Supplied material: Begin

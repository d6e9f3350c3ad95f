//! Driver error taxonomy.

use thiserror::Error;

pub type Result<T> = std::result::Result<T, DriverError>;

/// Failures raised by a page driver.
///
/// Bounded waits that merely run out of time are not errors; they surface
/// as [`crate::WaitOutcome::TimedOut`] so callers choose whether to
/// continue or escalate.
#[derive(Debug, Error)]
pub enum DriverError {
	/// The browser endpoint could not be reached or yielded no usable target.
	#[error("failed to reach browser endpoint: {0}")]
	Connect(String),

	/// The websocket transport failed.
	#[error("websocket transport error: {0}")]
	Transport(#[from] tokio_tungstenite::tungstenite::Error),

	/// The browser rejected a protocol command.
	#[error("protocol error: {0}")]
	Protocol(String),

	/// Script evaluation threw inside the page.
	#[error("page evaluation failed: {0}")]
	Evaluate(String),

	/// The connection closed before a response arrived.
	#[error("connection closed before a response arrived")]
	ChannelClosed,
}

Supplied material: End
Supplied material: Begin

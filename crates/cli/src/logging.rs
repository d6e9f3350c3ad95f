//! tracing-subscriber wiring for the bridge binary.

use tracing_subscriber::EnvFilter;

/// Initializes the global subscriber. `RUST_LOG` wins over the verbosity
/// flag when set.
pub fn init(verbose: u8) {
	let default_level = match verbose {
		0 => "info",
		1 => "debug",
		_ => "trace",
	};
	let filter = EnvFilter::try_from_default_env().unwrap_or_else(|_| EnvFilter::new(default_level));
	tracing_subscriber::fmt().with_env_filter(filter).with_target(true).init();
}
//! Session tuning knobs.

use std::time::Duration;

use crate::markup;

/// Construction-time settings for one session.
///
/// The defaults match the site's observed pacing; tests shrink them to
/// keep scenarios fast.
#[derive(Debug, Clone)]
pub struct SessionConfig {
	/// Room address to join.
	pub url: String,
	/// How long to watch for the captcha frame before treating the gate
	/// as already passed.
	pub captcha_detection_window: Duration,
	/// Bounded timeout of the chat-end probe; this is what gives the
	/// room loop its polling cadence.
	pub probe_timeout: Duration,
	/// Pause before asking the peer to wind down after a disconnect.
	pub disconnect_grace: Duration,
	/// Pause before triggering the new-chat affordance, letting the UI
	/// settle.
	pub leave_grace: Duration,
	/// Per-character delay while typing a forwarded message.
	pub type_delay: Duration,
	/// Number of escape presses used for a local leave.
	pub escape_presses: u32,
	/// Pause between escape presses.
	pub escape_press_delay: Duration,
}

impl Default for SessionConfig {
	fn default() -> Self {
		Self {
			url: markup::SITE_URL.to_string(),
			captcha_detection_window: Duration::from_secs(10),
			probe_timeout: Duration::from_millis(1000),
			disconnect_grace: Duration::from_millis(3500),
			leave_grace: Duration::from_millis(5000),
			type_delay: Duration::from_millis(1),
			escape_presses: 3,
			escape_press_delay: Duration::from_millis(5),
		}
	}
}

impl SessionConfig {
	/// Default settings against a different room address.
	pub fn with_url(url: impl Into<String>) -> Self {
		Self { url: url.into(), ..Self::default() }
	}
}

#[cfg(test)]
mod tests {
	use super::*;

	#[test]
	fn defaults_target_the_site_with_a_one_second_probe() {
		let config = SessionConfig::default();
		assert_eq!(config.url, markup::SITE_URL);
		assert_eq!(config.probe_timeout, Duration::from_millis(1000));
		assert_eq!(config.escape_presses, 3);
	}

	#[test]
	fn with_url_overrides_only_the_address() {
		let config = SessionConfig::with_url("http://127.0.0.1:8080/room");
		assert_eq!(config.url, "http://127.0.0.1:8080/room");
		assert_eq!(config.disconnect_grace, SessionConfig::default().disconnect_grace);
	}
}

Supplied material: End
Supplied material: Begin

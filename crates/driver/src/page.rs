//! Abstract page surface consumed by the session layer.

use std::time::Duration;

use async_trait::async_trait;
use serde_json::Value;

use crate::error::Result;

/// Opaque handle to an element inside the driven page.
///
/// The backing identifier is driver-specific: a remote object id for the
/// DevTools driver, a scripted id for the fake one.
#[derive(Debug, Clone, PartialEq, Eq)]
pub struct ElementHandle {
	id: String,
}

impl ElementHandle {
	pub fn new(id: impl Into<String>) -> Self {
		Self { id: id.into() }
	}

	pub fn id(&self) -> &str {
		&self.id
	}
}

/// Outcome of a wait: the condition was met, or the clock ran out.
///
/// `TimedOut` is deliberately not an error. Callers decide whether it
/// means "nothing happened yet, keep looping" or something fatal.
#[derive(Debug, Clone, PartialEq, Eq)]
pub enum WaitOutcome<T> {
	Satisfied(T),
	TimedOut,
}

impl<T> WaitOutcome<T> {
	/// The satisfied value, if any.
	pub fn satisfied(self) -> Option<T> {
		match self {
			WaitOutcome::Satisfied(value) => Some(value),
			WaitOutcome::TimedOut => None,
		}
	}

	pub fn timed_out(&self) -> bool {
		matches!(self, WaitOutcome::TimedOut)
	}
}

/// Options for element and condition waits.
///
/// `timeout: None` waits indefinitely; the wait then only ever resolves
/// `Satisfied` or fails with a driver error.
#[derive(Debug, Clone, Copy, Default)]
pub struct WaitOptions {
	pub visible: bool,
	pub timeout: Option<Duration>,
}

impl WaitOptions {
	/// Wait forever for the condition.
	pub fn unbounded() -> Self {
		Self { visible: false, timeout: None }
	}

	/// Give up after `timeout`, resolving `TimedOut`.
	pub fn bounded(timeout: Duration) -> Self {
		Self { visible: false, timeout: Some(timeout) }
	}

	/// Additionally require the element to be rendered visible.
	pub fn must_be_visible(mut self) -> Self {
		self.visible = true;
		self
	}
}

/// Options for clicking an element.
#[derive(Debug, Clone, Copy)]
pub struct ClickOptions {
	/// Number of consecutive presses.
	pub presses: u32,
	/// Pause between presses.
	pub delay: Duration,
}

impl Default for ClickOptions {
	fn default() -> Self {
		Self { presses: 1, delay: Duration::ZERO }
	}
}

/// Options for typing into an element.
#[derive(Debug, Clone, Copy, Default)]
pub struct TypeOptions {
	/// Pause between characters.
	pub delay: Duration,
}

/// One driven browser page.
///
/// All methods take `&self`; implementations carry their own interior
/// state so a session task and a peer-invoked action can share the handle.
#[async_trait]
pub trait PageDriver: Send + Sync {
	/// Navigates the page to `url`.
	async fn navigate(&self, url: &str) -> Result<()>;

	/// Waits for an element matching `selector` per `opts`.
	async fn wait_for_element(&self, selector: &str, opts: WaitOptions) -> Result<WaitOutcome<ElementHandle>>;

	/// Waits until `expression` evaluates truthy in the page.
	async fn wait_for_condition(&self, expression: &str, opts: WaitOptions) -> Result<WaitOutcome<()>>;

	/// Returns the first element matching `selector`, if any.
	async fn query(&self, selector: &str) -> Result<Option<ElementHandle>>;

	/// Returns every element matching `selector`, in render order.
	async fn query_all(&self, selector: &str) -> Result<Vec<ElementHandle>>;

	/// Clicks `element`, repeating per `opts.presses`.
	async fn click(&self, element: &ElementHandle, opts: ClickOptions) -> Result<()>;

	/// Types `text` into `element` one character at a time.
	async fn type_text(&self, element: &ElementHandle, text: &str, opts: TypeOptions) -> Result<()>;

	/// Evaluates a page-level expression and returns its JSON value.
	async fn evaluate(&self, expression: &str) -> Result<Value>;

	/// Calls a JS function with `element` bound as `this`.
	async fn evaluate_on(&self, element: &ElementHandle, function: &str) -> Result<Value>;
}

Supplied material: End

Every line that contains "DriverError" should be copied out of the data.

pub type Result<T> = std::result::Result<T, DriverError>;
pub enum DriverError {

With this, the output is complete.